Do Diario de Pernambuco

Foto: Hector Retamal/AFP

Os serviços de inteligência dos Estados Unidos têm três meses para informar à Casa Branca se a Covid-19 surgiu na China a partir do contato com um animal ou de um acidente no laboratório do Instituto de Virologia de Wuhan, na províncie de Hubei (centro). O ultimato foi anunciado, ontem, pelo próprio presidente norte-americano, Joe Biden. “Pedi à comunidade de inteligência para que redobre os esforços na coleta e análise de informações que possam nos aproximar de uma conclusão definitiva e para que reporte a mim em 90 dias”, afirmou, em comunicado à imprensa. “Como parte deste relatório, solicitei áreas de investigação adicional que podem ser necessárias, incluindo questões específicas para a China.”

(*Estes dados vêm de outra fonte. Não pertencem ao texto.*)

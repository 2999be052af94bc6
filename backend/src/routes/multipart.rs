//! Staging of multipart file uploads on local temporary storage

use axum::extract::{multipart::MultipartError, Multipart};
use tempfile::NamedTempFile;
use tokio::io::AsyncWriteExt;
use tracing::debug;

use crate::image_storage::{
    sanitize_file_name, ImageStorageError, ImageStorageResult, StagedUpload,
};

/// Form field carrying the uploaded image
pub const IMAGE_FIELD: &str = "image";

/// Streams the `image` field of a multipart body into a temporary file
///
/// Returns `Ok(None)` when the form has no `image` field or the field carries
/// no file name, which is what browsers send when no file was selected.
///
/// # Errors
///
/// Returns `ImageStorageError::InvalidInput` if the body is malformed or too large
/// Returns `ImageStorageError::Io` if the temporary file cannot be written
pub async fn stage_image(mut multipart: Multipart) -> ImageStorageResult<Option<StagedUpload>> {
    while let Some(mut field) = multipart.next_field().await.map_err(invalid_body)? {
        if field.name() != Some(IMAGE_FIELD) {
            continue;
        }

        let original_name = field
            .file_name()
            .map(sanitize_file_name)
            .unwrap_or_default()
            .to_string();

        if original_name.is_empty() {
            return Ok(None);
        }

        let content_type = field
            .content_type()
            .map_or_else(|| mime::APPLICATION_OCTET_STREAM.to_string(), ToString::to_string);

        let temp_file = NamedTempFile::new()?;
        let mut file = tokio::fs::File::from_std(temp_file.reopen()?);
        let mut size = 0;

        while let Some(chunk) = field.chunk().await.map_err(invalid_body)? {
            size += chunk.len();
            file.write_all(&chunk).await?;
        }
        file.flush().await?;

        debug!(
            "Staged {} ({} bytes, {}) at {}",
            original_name,
            size,
            content_type,
            temp_file.path().display()
        );

        return Ok(Some(StagedUpload::new(
            temp_file,
            original_name,
            content_type,
        )));
    }

    Ok(None)
}

fn invalid_body(err: MultipartError) -> ImageStorageError {
    ImageStorageError::InvalidInput(err.body_text())
}
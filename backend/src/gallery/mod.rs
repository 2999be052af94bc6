//! Gallery service: paginated listing, uploads and deletion
//!
//! Each operation is a self-contained request against the image store. The
//! full listing is fetched on every page view and paginated in process.

mod pagination;

use std::sync::Arc;

use schemars::JsonSchema;
use serde::Serialize;
use tracing::{error, info, instrument, warn};

use crate::image_storage::{
    ImageStorageError, ImageStorageResult, ImageStore, StagedUpload, StoredImage, UPLOADS_PREFIX,
};

pub use pagination::{PageNumber, Pagination};

/// Number of images per page unless configured otherwise
pub const DEFAULT_PAGE_SIZE: usize = 6;

/// Message shown when the listing is unavailable
pub const LIST_FAILED_MESSAGE: &str = "Failed to load images";
/// Message shown when an upload fails in the store
pub const UPLOAD_FAILED_MESSAGE: &str = "Failed to upload image";
/// Message shown when the form was submitted without a file
pub const NO_IMAGE_MESSAGE: &str = "No image uploaded";
/// Message shown when a delete fails in the store
pub const DELETE_FAILED_MESSAGE: &str = "Failed to delete image";

/// One page of the gallery
#[derive(Debug, Clone, PartialEq, Eq, Serialize, JsonSchema)]
#[serde(rename_all = "camelCase")]
pub struct GalleryPage {
    /// Images on this page, in listing order
    pub items: Vec<StoredImage>,
    /// 1-based number of this page
    pub current_page: usize,
    /// Total number of pages, at least 1
    pub total_pages: usize,
    /// Set when the page is rendered in a degraded state
    pub error: Option<String>,
}

impl GalleryPage {
    /// An empty first page carrying an error message
    #[must_use]
    pub fn degraded(message: impl Into<String>) -> Self {
        Self {
            items: Vec::new(),
            current_page: 1,
            total_pages: 1,
            error: Some(message.into()),
        }
    }

    /// Whether the page carries an error
    #[must_use]
    pub const fn is_degraded(&self) -> bool {
        self.error.is_some()
    }
}

/// Orchestrates the image store for the three gallery intents
pub struct GalleryService {
    store: Arc<dyn ImageStore>,
    page_size: usize,
}

impl GalleryService {
    /// Creates a new gallery service
    ///
    /// # Panics
    ///
    /// Panics if `page_size` is zero
    #[must_use]
    pub fn new(store: Arc<dyn ImageStore>, page_size: usize) -> Self {
        assert!(page_size > 0, "page size must be at least 1");
        Self { store, page_size }
    }

    /// Returns one page of the gallery
    ///
    /// A store failure never propagates: the result is an empty first page
    /// with `error` set.
    #[instrument(skip(self))]
    pub async fn get_page(&self, page: PageNumber) -> GalleryPage {
        let images = match self.store.list().await {
            Ok(images) => images,
            Err(e) => {
                error!("Error fetching images: {e}");
                return GalleryPage::degraded(LIST_FAILED_MESSAGE);
            }
        };

        let pagination = Pagination::new(page, self.page_size);

        GalleryPage {
            items: pagination.slice(&images).to_vec(),
            current_page: page.get(),
            total_pages: pagination.total_pages(images.len()),
            error: None,
        }
    }

    /// Stores a newly uploaded image
    ///
    /// The staged file is dropped, and with it removed from local storage,
    /// before this returns.
    ///
    /// # Errors
    ///
    /// Returns `ImageStorageError::InvalidInput` if no file was supplied, without
    /// touching the store
    /// Returns `ImageStorageError::StoreWrite` if the store rejects the upload
    #[instrument(skip(self, upload))]
    pub async fn submit_upload(
        &self,
        upload: Option<StagedUpload>,
    ) -> ImageStorageResult<StoredImage> {
        let Some(upload) = upload else {
            warn!("Upload submitted without an image");
            return Err(ImageStorageError::InvalidInput(
                NO_IMAGE_MESSAGE.to_string(),
            ));
        };

        let image = self.store.upload(&upload).await?;
        info!("Stored image {}", image.key);

        Ok(image)
    }

    /// Removes an image by its full key
    ///
    /// Removing an image that is already gone succeeds.
    ///
    /// # Errors
    ///
    /// Returns `ImageStorageError::InvalidInput` if `key` is outside the
    /// `uploads/` prefix
    /// Returns `ImageStorageError::StoreWrite` on a store failure
    #[instrument(skip(self))]
    pub async fn remove_image(&self, key: &str) -> ImageStorageResult<()> {
        if !key.starts_with(UPLOADS_PREFIX) || key.len() == UPLOADS_PREFIX.len() {
            warn!("Refusing to delete key outside the gallery: {key}");
            return Err(ImageStorageError::InvalidInput(format!(
                "not a gallery key: {key}"
            )));
        }

        self.store.delete(key).await
    }
}
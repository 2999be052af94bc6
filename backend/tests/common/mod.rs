// Not every utils is used in every test, so we allow dead code
#![allow(unused_imports, dead_code)]

mod test_setup;
pub use test_setup::*;
mod utils;
pub use utils::*;
mod memory_store;
pub use memory_store::*;
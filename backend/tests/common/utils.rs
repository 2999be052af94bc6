use axum::{
    http::{header, StatusCode},
    response::Response,
};
use http_body_util::BodyExt;
use uuid::Uuid;

pub const MULTIPART_BOUNDARY: &str = "gallery-test-boundary";

/// Builds a `multipart/form-data` body with one part
pub fn multipart_body(
    field: &str,
    file_name: Option<&str>,
    content_type: &str,
    data: &[u8],
) -> Vec<u8> {
    let mut body = Vec::new();
    body.extend_from_slice(format!("--{MULTIPART_BOUNDARY}\r\n").as_bytes());

    match file_name {
        Some(file_name) => {
            body.extend_from_slice(
                format!(
                    "Content-Disposition: form-data; name=\"{field}\"; filename=\"{file_name}\"\r\n"
                )
                .as_bytes(),
            );
            body.extend_from_slice(format!("Content-Type: {content_type}\r\n").as_bytes());
        }
        None => {
            body.extend_from_slice(
                format!("Content-Disposition: form-data; name=\"{field}\"\r\n").as_bytes(),
            );
        }
    }

    body.extend_from_slice(b"\r\n");
    body.extend_from_slice(data);
    body.extend_from_slice(format!("\r\n--{MULTIPART_BOUNDARY}--\r\n").as_bytes());
    body
}

/// Collects a response body into a string
pub async fn body_string(response: Response) -> String {
    let body = response.into_body().collect().await.unwrap().to_bytes();
    String::from_utf8(body.to_vec()).unwrap()
}

/// Parse response body to JSON
pub async fn parse_response_body(response: Response) -> serde_json::Value {
    let body = response.into_body().collect().await.unwrap().to_bytes();
    serde_json::from_slice(&body).unwrap()
}

/// Asserts a `303 See Other` redirect to `location`
pub fn assert_redirect(response: &Response, location: &str) {
    assert_eq!(response.status(), StatusCode::SEE_OTHER);
    assert_eq!(
        response.headers().get(header::LOCATION).unwrap(),
        location
    );
}

/// Random file name so concurrent runs against a shared bucket don't collide
pub fn unique_file_name(extension: &str) -> String {
    format!("test-{}.{extension}", Uuid::new_v4().simple())
}
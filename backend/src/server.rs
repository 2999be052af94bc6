use std::{net::SocketAddr, sync::Arc};

use aide::openapi::OpenApi;
use axum::{extract::DefaultBodyLimit, Extension, Router};
use tokio::net::TcpListener;
use tower_http::{timeout::TimeoutLayer, trace::TraceLayer};
use tracing::{error, info};

use crate::{
    gallery::GalleryService,
    routes,
    types::{AppConfig, Environment},
};

/// Builds the application router with its dependencies attached
#[must_use]
pub fn router(
    environment: Environment,
    gallery: Arc<GalleryService>,
    max_upload_bytes: usize,
) -> Router {
    let mut openapi = OpenApi::default();
    openapi.info.title = "Image Gallery".to_string();
    openapi.info.version = env!("CARGO_PKG_VERSION").to_string();

    routes::handler(environment)
        .finish_api(&mut openapi)
        .layer(Extension(Arc::new(openapi)))
        .layer(Extension(environment))
        .layer(Extension(gallery))
        .layer(DefaultBodyLimit::max(max_upload_bytes))
}

/// Starts the server with the given configuration and dependencies
///
/// # Errors
///
/// Returns an error if the server fails to start or bind to the port
pub async fn start(config: AppConfig, gallery: Arc<GalleryService>) -> anyhow::Result<()> {
    let router = router(config.environment, gallery, config.max_upload_bytes)
        .layer(TimeoutLayer::new(config.request_timeout))
        .layer(TraceLayer::new_for_http());

    let addr = SocketAddr::from(([0, 0, 0, 0], config.port));

    let listener = TcpListener::bind(&addr).await?;
    info!("🔄 Image Gallery started on http://{addr}");

    axum::serve(listener, router.into_make_service())
        .with_graceful_shutdown(shutdown_signal())
        .await
        .map_err(anyhow::Error::from)
}

async fn shutdown_signal() {
    let ctrl_c = async {
        if let Err(e) = tokio::signal::ctrl_c().await {
            error!("Failed to listen for ctrl-c: {e}");
            std::future::pending::<()>().await;
        }
    };

    #[cfg(unix)]
    let terminate = async {
        match tokio::signal::unix::signal(tokio::signal::unix::SignalKind::terminate()) {
            Ok(mut signal) => {
                signal.recv().await;
            }
            Err(e) => {
                error!("Failed to listen for SIGTERM: {e}");
                std::future::pending::<()>().await;
            }
        }
    };

    #[cfg(not(unix))]
    let terminate = std::future::pending::<()>();

    tokio::select! {
        () = ctrl_c => {},
        () = terminate => {},
    }

    info!("Shutting down Image Gallery...");
}
//! Image gallery backed by an object-storage bucket

#![deny(clippy::all, clippy::pedantic, clippy::nursery)]
#![warn(missing_docs)]

/// Paginated listing, uploads and deletion
pub mod gallery;

/// Object store adapter
pub mod image_storage;

/// HTTP routes
pub mod routes;

/// Server startup
pub mod server;

/// Configuration and error types
pub mod types;

/// HTML rendering
pub mod views;
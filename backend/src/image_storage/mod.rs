//! S3-based image storage
//!
//! This module is the only place that talks to the object store. The bucket is
//! the single source of truth for the gallery: nothing is cached in process.

mod error;
mod key;
mod s3;

use std::path::Path;

use async_trait::async_trait;
use schemars::JsonSchema;
use serde::Serialize;
use tempfile::NamedTempFile;

pub use error::{ImageStorageError, ImageStorageResult};
pub use key::{
    display_name, encode_key, new_upload_key, sanitize_file_name, ObjectUrlBuilder,
    UPLOADS_PREFIX,
};
pub use s3::S3ImageStore;

/// One image stored in the bucket
#[derive(Debug, Clone, PartialEq, Eq, Serialize, JsonSchema)]
#[serde(rename_all = "camelCase")]
pub struct StoredImage {
    /// Full object key, e.g. `uploads/1700000000000-cat.png`
    pub key: String,
    /// Presentation name derived from the key
    pub display_name: String,
    /// Public retrieval URL derived from bucket, region and key
    pub url: String,
}

impl StoredImage {
    /// Projects an object key into the display model
    #[must_use]
    pub fn from_key(key: String, urls: &ObjectUrlBuilder) -> Self {
        Self {
            display_name: display_name(&key).to_string(),
            url: urls.url_for(&key),
            key,
        }
    }
}

/// An uploaded file staged on local temporary storage
///
/// The backing file is removed when the value is dropped, so the staging area
/// is cleaned up whether or not the upload to the store succeeded.
#[derive(Debug)]
pub struct StagedUpload {
    file: NamedTempFile,
    original_name: String,
    content_type: String,
}

impl StagedUpload {
    /// Wraps an already written temporary file
    #[must_use]
    pub const fn new(
        file: NamedTempFile,
        original_name: String,
        content_type: String,
    ) -> Self {
        Self {
            file,
            original_name,
            content_type,
        }
    }

    /// Stages an in-memory buffer in a fresh temporary file
    ///
    /// # Errors
    ///
    /// Returns `ImageStorageError::Io` if the temporary file cannot be written
    pub fn from_bytes(
        original_name: &str,
        content_type: &str,
        bytes: &[u8],
    ) -> ImageStorageResult<Self> {
        use std::io::Write;

        let mut file = NamedTempFile::new()?;
        file.write_all(bytes)?;
        file.flush()?;

        Ok(Self::new(
            file,
            original_name.to_string(),
            content_type.to_string(),
        ))
    }

    /// Location of the staged bytes
    #[must_use]
    pub fn path(&self) -> &Path {
        self.file.path()
    }

    /// File name as sent by the client
    #[must_use]
    pub fn original_name(&self) -> &str {
        &self.original_name
    }

    /// Declared content type of the file
    #[must_use]
    pub fn content_type(&self) -> &str {
        &self.content_type
    }
}

/// Create, list and delete operations against the object store
#[async_trait]
pub trait ImageStore: Send + Sync {
    /// Streams a staged file to the store under a freshly generated key
    ///
    /// Must not be retried automatically: a retry after an ambiguous failure
    /// can leave a duplicate object behind.
    async fn upload(&self, upload: &StagedUpload) -> ImageStorageResult<StoredImage>;

    /// Lists every object under the `uploads/` prefix
    ///
    /// Ordering is whatever the store returns.
    async fn list(&self) -> ImageStorageResult<Vec<StoredImage>>;

    /// Deletes the object stored under the exact `key`
    ///
    /// Deleting a key that doesn't exist succeeds.
    async fn delete(&self, key: &str) -> ImageStorageResult<()>;
}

Biden também exigiu que o Congresso seja “totalmente informado” sobre o avanço da investigação. O presidente advertiu que “o fracasso em colocar inspetores” do CDC (Centro de Controle e Prevenção de Doenças) “sempre dificultará qualquer investigação sobre a fonte da Covid-19”.

A pressão da Casa Branca para decifrar a origem do Sars-CoV-2 — que matou 3,4 milhões de pessoas no mundo, incluindo 454.429 brasileiros — ocorre no momento em que Austrália, Japão e Portugal pedem à Organização Mundial da Saúde (OMS) a apuração dos fatos sobre a origem da pandemia. Depois de visitarem Wuhan, no início do ano, especialistas da OMS concluíram que a transmissão da covid-19 a partir de um animal intermediário é uma hipótese “muito provável”. Segundo eles, a tese avalizada pelo ex-presidente Donald Trump de que o coronavírus surgiu de um incidente em laboratório é “extremamente improvável”.

Mais cedo, as autoridades chinesas acusaram os EUA de espalharem “teorias conspiratórias”. O jornal The Wall Street Journal publicou que teve acesso a dados secretos da inteligência americana relatando que três cientistas do Instituto de Virologia de Wuhan haviam apresentado, em novembro de 2019, “sintomas compatíveis tanto com os de Covid-19 quanto de uma infecção sazonal”. A informação, negada categoricamente por Pequim, sugere que o coronavírus possa ter “escapado” do laboratório em Wuhan. De acordo com Biden, os EUA seguirão trabalhando com parceiros para pressionar a China a participar de uma “investigação internacional completa, transparente e baseada em evidências”.

Prevenção

Cofundador do Instituto de Virologia Humana da Faculdade de Medicina da Universidade de Maryland e da Rede Global de Vírus, e um dos cientistas que isolaram o HIV (vírus causador da Aids) nos anos 1980, Robert C. Gallo disse duvidar que Biden obtenha uma resposta definitiva em 90 dias. “Conhecer a origem do coronavírus pode ajudar na prevenção de futuras doenças. Nós devemos, pelo menos, tentar descobrir como o Sars-CoV-2 surgiu”, afirmou ao Correio.

Joel Wertheim, professor de medicina da Universidade da Califórnia, San Diego, concorda que a descoberta da origem do Sars-CoV-2 é importante para a compreensão do início da atual pandemia da Covid-19. “Isso também reduzirá a probabilidade de futuras pandemias. Uma das grandes questões sem resposta é como o Sars-CoV-2 veio do sul da China, onde vírus similares circulam, até a cidade de Wuhan, onde os primeiros casos humanos foram vistos”, explicou à reportagem.

De acordo com Wertheim, não existem evidências, no genoma do coronavírus, capazes de sugerir sua criação em laboratório. “O Sars-CoV-2 se parece com um coronavírus que circula naturalmente, embora nunca antes visto. Os coronavírus zoonóticos (transmissíveis de um animal para o homem) são frequentes. O Sars-CoV-2 é o terceiro coronavírus letal a surgir entre os humanos nas últimas duas décadas, precedido pelo Sars-CoV e pelo MERS-Cov. Apenas porque não encontramos um reservatório ou um hospedeiro, não significa que ele não exista”, comentou.

Ele admite, no entanto, que outros vírus escaparam de laboratórios antes, como o próprio HIV e H1N1 (influenza). “É muito mais provável que um microorganismo nunca antes visto tenha ‘saltado’ para humanos naturalmente.”